Latiao (辣条 (辣條, Spicy stick/spicy strip)) is a popular Chinese snack consisting of strips made of wheat flour (especially wheat gluten), flavored with chili pepper. Its taste has been described chewy, spicy, sweet, and tangy.

Latiao is commercially produced by extrusion from a mixture of gluten-rich dough. Beyond chili pepper, salt, and sugar, other seasonings include peppercorn, cumin, and cinnamon. Commercial preparations may contain flavor enhancers, pigments, and preservatives. Specific additives used in latiao have been the subject of scrutiny in China.

Latiao can be made at home using wheat gluten. The wheat gluten is briefly soaked, then steamed, then coated with a spiced chili oil made by frying aromatic spices and mixing with chili powder, cumin, and Sichuan peppercorns. The seasoned gluten is rested for an hour to absorb the flavors before serving.

== History ==
Latiao originated in Pingjiang County, Hunan. It was at first called mianjin (面筋 (麵筋), literally "wheat gluten"). Later, Pingjiang people called it mala (麻辣) after the numbing-spicy flavor. Latiao is made from flour that is cooked under high pressure and heat, and seasoned with hot spices.

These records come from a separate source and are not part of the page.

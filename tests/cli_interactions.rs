//! CLI options interaction tests
//!
//! These run the `nst` binary for every path that finishes without touching
//! the network: informational flags, argument validation and configuration
//! errors.

use assert_cmd::prelude::*;
use predicates::prelude::*;
use std::fs;
use std::process::Command;
use tempfile::TempDir;

/// Command running in an empty directory with no speed test variables set
fn create_test_cmd(dir: &TempDir) -> Command {
    let mut cmd = Command::cargo_bin("nst").unwrap();
    cmd.current_dir(dir.path());
    for var in [
        "SPEEDTEST_SERVER",
        "DEFAULT_SERVER",
        "PROBE_TIMEOUT_MS",
        "TRANSFER_TIMEOUT_SECONDS",
        "UPLOAD_PAYLOAD_BYTES",
        "HISTORY_DISPLAY",
        "RUN_COUNT",
        "ENABLE_COLOR",
        "NST_LOG",
    ] {
        cmd.env_remove(var);
    }
    cmd
}

fn write_env_file(dir: &TempDir, name: &str, content: &str) -> String {
    let path = dir.path().join(name);
    fs::write(&path, content).unwrap();
    path.to_str().unwrap().to_string()
}

#[test]
fn test_help_lists_main_options() {
    let dir = TempDir::new().unwrap();
    create_test_cmd(&dir)
        .arg("--help")
        .assert()
        .success()
        .stdout(predicate::str::contains("--server"))
        .stdout(predicate::str::contains("--transfer-timeout"))
        .stdout(predicate::str::contains("--list-servers"))
        .stdout(predicate::str::contains("Supported Environment Variables"));
}

#[test]
fn test_list_servers_shows_builtin_servers() {
    let dir = TempDir::new().unwrap();
    create_test_cmd(&dir)
        .args(["--list-servers", "--no-color"])
        .assert()
        .success()
        .stdout(predicate::str::contains("auto"))
        .stdout(predicate::str::contains("hetzner"))
        .stdout(predicate::str::contains("cloudflare"))
        .stdout(predicate::str::contains("tele2"));
}

#[test]
fn test_list_servers_reflects_default_server() {
    let dir = TempDir::new().unwrap();
    create_test_cmd(&dir)
        .args(["--list-servers", "--no-color", "--default-server", "tele2"])
        .assert()
        .success()
        .stdout(predicate::str::contains("Default server (tele2)"));
}

#[test]
fn test_version_info() {
    let dir = TempDir::new().unwrap();
    create_test_cmd(&dir)
        .arg("--version-info")
        .assert()
        .success()
        .stdout(predicate::str::contains(env!("CARGO_PKG_VERSION")))
        .stdout(predicate::str::contains("Git commit:"));
}

#[test]
fn test_print_env_example() {
    let dir = TempDir::new().unwrap();
    create_test_cmd(&dir)
        .arg("--print-env-example")
        .assert()
        .success()
        .stdout(predicate::str::contains("SPEEDTEST_SERVER="))
        .stdout(predicate::str::contains("TRANSFER_TIMEOUT_SECONDS="));
}

#[test]
fn test_unknown_server_exits_with_config_error() {
    let dir = TempDir::new().unwrap();
    create_test_cmd(&dir)
        .args(["--server", "mars", "--no-color"])
        .assert()
        .code(1)
        .stderr(predicate::str::contains("mars"));
}

#[test]
fn test_unknown_server_from_env_file() {
    let dir = TempDir::new().unwrap();
    write_env_file(&dir, ".env", "SPEEDTEST_SERVER=atlantis\n");

    create_test_cmd(&dir)
        .arg("--no-color")
        .assert()
        .code(1)
        .stderr(predicate::str::contains("atlantis"));
}

#[test]
fn test_missing_explicit_env_file() {
    let dir = TempDir::new().unwrap();
    create_test_cmd(&dir)
        .args(["--env-file", "does-not-exist.env", "--no-color"])
        .assert()
        .code(1)
        .stderr(predicate::str::contains("does-not-exist.env"));
}

#[test]
fn test_conflicting_color_flags() {
    let dir = TempDir::new().unwrap();
    create_test_cmd(&dir)
        .args(["--color", "--no-color", "--list-servers"])
        .assert()
        .code(1)
        .stderr(predicate::str::contains("--color"));
}

#[test]
fn test_invalid_numeric_arguments_rejected() {
    let dir = TempDir::new().unwrap();

    for args in [
        vec!["--transfer-timeout", "0"],
        vec!["--transfer-timeout", "601"],
        vec!["--upload-size", "lots"],
        vec!["--runs", "-1"],
    ] {
        create_test_cmd(&dir).args(&args).assert().failure();
    }

    create_test_cmd(&dir)
        .args(["--runs", "0", "--no-color"])
        .assert()
        .code(1);
}

#[test]
fn test_invalid_default_server() {
    let dir = TempDir::new().unwrap();
    create_test_cmd(&dir)
        .args(["--default-server", "auto", "--list-servers", "--no-color"])
        .assert()
        .code(1);
}

#[test]
fn test_write_env_example_creates_file() {
    let dir = TempDir::new().unwrap();
    let target = dir.path().join("sample.env");

    create_test_cmd(&dir)
        .args(["--write-env-example", target.to_str().unwrap(), "--no-color"])
        .assert()
        .success()
        .stdout(predicate::str::contains("Wrote example settings"));

    let content = fs::read_to_string(&target).unwrap();
    assert!(content.contains("SPEEDTEST_SERVER="));
}

#[test]
fn test_write_env_example_ignores_broken_env_file() {
    let dir = TempDir::new().unwrap();
    write_env_file(&dir, ".env", "SPEEDTEST_SERVER=atlantis\n");

    create_test_cmd(&dir)
        .args(["--write-env-example", "fresh.env", "--no-color"])
        .assert()
        .success();
    assert!(dir.path().join("fresh.env").exists());
}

Pingjiang has a history of making dried sauce, spicy sauce and spicy bean curd, which are important parts of the Pingjiang industry.

In 1998, a major flood disaster occurred in Pingjiang County, which led to a serious loss of agricultural products. Local soybean crops were largely wiped out by the flood. Soybeans were also used as the main raw material for sauce industry, and the flood caused a devastating blow to the dried sauce industry. Qiu Pingjiang, Li Mengneng, and Zhong Qingyuan used wheat flour instead of soy flour. Using single-screw extrusion machinery, adding chili, pepper, cumin, sugar, salt, vegetable oil and other condiments, they invented Latiao.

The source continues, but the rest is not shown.